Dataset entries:
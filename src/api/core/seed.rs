// Copyright 2024 The Kubernetes Authors.
// Licensed under the Apache License, Version 2.0

//! Seed: a host cluster running shoot control planes.

use super::{Toleration, SEED_CONDITION_GARDENLET_READY, SEED_TAINT_PROTECTED};
use crate::api::meta::{Condition, ConditionStatus, ObjectMeta};
use serde::{Deserialize, Serialize};
use std::collections::HashMap;

#[derive(Debug, Clone, Default, PartialEq, Serialize, Deserialize)]
#[serde(rename_all = "camelCase", default)]
pub struct Seed {
    pub metadata: ObjectMeta,
    pub spec: SeedSpec,
    pub status: SeedStatus,
}

#[derive(Debug, Clone, Default, PartialEq, Serialize, Deserialize)]
#[serde(rename_all = "camelCase", default)]
pub struct SeedSpec {
    /// Cloud profile whose shoots this seed hosts.
    pub cloud_profile_name: String,
    pub networks: SeedNetworks,
    pub provider: SeedProvider,
    #[serde(skip_serializing_if = "Option::is_none")]
    pub settings: Option<SeedSettings>,
    #[serde(skip_serializing_if = "Vec::is_empty")]
    pub taints: Vec<SeedTaint>,
}

#[derive(Debug, Clone, Default, PartialEq, Serialize, Deserialize)]
#[serde(rename_all = "camelCase", default)]
pub struct SeedNetworks {
    #[serde(skip_serializing_if = "Option::is_none")]
    pub nodes: Option<String>,
    pub pods: String,
    pub services: String,
}

#[derive(Debug, Clone, Default, PartialEq, Serialize, Deserialize)]
#[serde(rename_all = "camelCase", default)]
pub struct SeedProvider {
    #[serde(rename = "type")]
    pub type_: String,
    pub region: String,
    #[serde(skip_serializing_if = "Vec::is_empty")]
    pub zones: Vec<String>,
}

#[derive(Debug, Clone, Default, PartialEq, Serialize, Deserialize)]
#[serde(rename_all = "camelCase", default)]
pub struct SeedSettings {
    #[serde(skip_serializing_if = "Option::is_none")]
    pub scheduling: Option<SeedSettingScheduling>,
}

#[derive(Debug, Clone, Default, PartialEq, Serialize, Deserialize)]
#[serde(rename_all = "camelCase", default)]
pub struct SeedSettingScheduling {
    pub visible: bool,
}

/// SeedTaint keeps shoots away unless they tolerate it.
#[derive(Debug, Clone, Default, PartialEq, Eq, Serialize, Deserialize)]
#[serde(rename_all = "camelCase", default)]
pub struct SeedTaint {
    pub key: String,
    #[serde(skip_serializing_if = "Option::is_none")]
    pub value: Option<String>,
}

#[derive(Debug, Clone, Default, PartialEq, Serialize, Deserialize)]
#[serde(rename_all = "camelCase", default)]
pub struct SeedStatus {
    #[serde(skip_serializing_if = "Vec::is_empty")]
    pub conditions: Vec<Condition>,
}

impl Seed {
    pub fn new(name: &str, region: &str, cloud_profile: &str) -> Self {
        Self {
            metadata: ObjectMeta::cluster(name),
            spec: SeedSpec {
                cloud_profile_name: cloud_profile.to_string(),
                provider: SeedProvider {
                    region: region.to_string(),
                    ..Default::default()
                },
                ..Default::default()
            },
            status: SeedStatus {
                conditions: vec![Condition::new(
                    SEED_CONDITION_GARDENLET_READY,
                    ConditionStatus::True,
                )],
            },
        }
    }

    pub fn name(&self) -> &str {
        &self.metadata.name
    }

    pub fn region(&self) -> &str {
        &self.spec.provider.region
    }

    /// Seeds are visible for scheduling unless explicitly hidden.
    pub fn is_visible(&self) -> bool {
        self.spec
            .settings
            .as_ref()
            .and_then(|s| s.scheduling.as_ref())
            .map(|s| s.visible)
            .unwrap_or(true)
    }

    /// A seed is available when its gardenlet reports ready.
    pub fn is_available(&self) -> bool {
        self.status
            .conditions
            .iter()
            .any(|c| c.type_ == SEED_CONDITION_GARDENLET_READY && c.status == ConditionStatus::True)
    }

    pub fn is_protected(&self) -> bool {
        self.spec.taints.iter().any(|t| t.key == SEED_TAINT_PROTECTED)
    }

    pub fn is_deleting(&self) -> bool {
        self.metadata.is_deleting()
    }

    /// Returns true if every taint of the seed is tolerated. A taint without a
    /// value is tolerated by any toleration with its key; a taint with a value
    /// needs a toleration carrying the same value, where an unset toleration
    /// value counts as empty.
    pub fn taints_tolerated(&self, tolerations: &[Toleration]) -> bool {
        let values: HashMap<&str, &str> = tolerations
            .iter()
            .map(|t| (t.key.as_str(), t.value.as_deref().unwrap_or("")))
            .collect();
        self.spec.taints.iter().all(|taint| match values.get(taint.key.as_str()) {
            None => false,
            Some(value) => taint.value.as_deref().map_or(true, |v| v == *value),
        })
    }
}
// Copyright 2024 The Kubernetes Authors.
// Licensed under the Apache License, Version 2.0

//! ShootForceDeletion admission controller.
//!
//! The force-deletion annotation may only be added to shoots that are already
//! being deleted and whose last errors show a problem that blocks a regular
//! deletion. Once set it cannot be removed.

use crate::admission::errors::field_forbidden;
use crate::admission::{
    AdmissionError, AdmissionResult, Attributes, Handler, Interface, Operation, PluginContext,
    Plugins, ValidationInterface,
};
use crate::api::core::{ErrorCode, Shoot, ANNOTATION_CONFIRMATION_FORCE_DELETION};
use crate::api::meta::ObjectMeta;
use crate::api::{Object, ResourceKind};
use std::io::Read;
use std::sync::Arc;
use tracing::debug;

/// Plugin name for ShootForceDeletion admission controller.
pub const PLUGIN_NAME: &str = "ShootForceDeletion";

/// Error codes that allow a shoot to be force-deleted.
pub const FORCE_DELETION_ERROR_CODES: &[ErrorCode] = &[
    ErrorCode::CleanupClusterResources,
    ErrorCode::ConfigurationProblem,
    ErrorCode::InfraDependencies,
    ErrorCode::InfraUnauthenticated,
    ErrorCode::InfraUnauthorized,
];

/// Register the ShootForceDeletion plugin.
pub fn register(plugins: &Plugins) {
    plugins.register(PLUGIN_NAME, |_config: Option<&mut dyn Read>, _context: &PluginContext| {
        Ok(Arc::new(Plugin::new()) as Arc<dyn Interface>)
    });
}

/// Returns true if the object carries the force-deletion annotation set to true.
pub fn force_deletion_requested(metadata: &ObjectMeta) -> bool {
    metadata
        .annotation(ANNOTATION_CONFIRMATION_FORCE_DELETION)
        .map(|v| v.eq_ignore_ascii_case("true"))
        .unwrap_or(false)
}

fn annotation_path() -> String {
    format!("metadata.annotations[{}]", ANNOTATION_CONFIRMATION_FORCE_DELETION)
}

/// ShootForceDeletion plugin.
pub struct Plugin {
    handler: Handler,
}

impl Plugin {
    pub fn new() -> Self {
        Self {
            handler: Handler::new_create_update(&[ResourceKind::Shoot]),
        }
    }

    fn check(&self, shoot: &Shoot, old: Option<&Shoot>) -> Result<(), String> {
        let requested = force_deletion_requested(&shoot.metadata);
        let old = match old {
            Some(old) => old,
            None if requested => {
                return Err("force-deletion annotation cannot be set when creating a shoot".to_string());
            }
            None => return Ok(()),
        };

        let was_requested = force_deletion_requested(&old.metadata);
        if was_requested && !requested {
            return Err("force-deletion annotation cannot be removed once set".to_string());
        }
        if !requested || was_requested {
            return Ok(());
        }

        if !shoot.metadata.is_deleting() {
            return Err("force-deletion annotation can only be set on a shoot that is being deleted".to_string());
        }
        if !shoot.has_error_code(FORCE_DELETION_ERROR_CODES) {
            return Err(
                "force-deletion annotation can only be set if the shoot status has one of the error codes ERR_CLEANUP_CLUSTER_RESOURCES, ERR_CONFIGURATION_PROBLEM, ERR_INFRA_DEPENDENCIES, ERR_INFRA_UNAUTHENTICATED, ERR_INFRA_UNAUTHORIZED"
                    .to_string(),
            );
        }
        Ok(())
    }
}

impl Default for Plugin {
    fn default() -> Self {
        Self::new()
    }
}

impl Interface for Plugin {
    fn handles(&self, operation: Operation) -> bool {
        self.handler.handles(operation)
    }

    fn as_validation(&self) -> Option<&dyn ValidationInterface> {
        Some(self)
    }
}

impl ValidationInterface for Plugin {
    fn validate(&self, attributes: &dyn Attributes) -> AdmissionResult<()> {
        if !self.handler.applies_to(attributes) {
            return Ok(());
        }
        let shoot = match attributes.get_object().and_then(Object::as_shoot) {
            Some(shoot) => shoot,
            None => return Ok(()),
        };
        let old = attributes.get_old_object().and_then(Object::as_shoot);

        self.check(shoot, old).map_err(|detail| {
            debug!(
                plugin = PLUGIN_NAME,
                namespace = attributes.get_namespace(),
                name = attributes.get_name(),
                %detail,
                "force deletion rejected"
            );
            AdmissionError::forbidden(
                attributes.get_name(),
                attributes.get_namespace(),
                ResourceKind::Shoot.resource(),
                field_forbidden(&annotation_path(), &detail),
            )
        })
    }
}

Aim of the exercise:
Your response should be the lines above from the first to the one containing "use std::collections::HashMap;", inclusive, each given exactly.

The completed task:
filename src/api/core/seed.rs
// Copyright 2024 The Kubernetes Authors.
// Licensed under the Apache License, Version 2.0

//! Seed: a host cluster running shoot control planes.

use super::{Toleration, SEED_CONDITION_GARDENLET_READY, SEED_TAINT_PROTECTED};
use crate::api::meta::{Condition, ConditionStatus, ObjectMeta};
use serde::{Deserialize, Serialize};
use std::collections::HashMap;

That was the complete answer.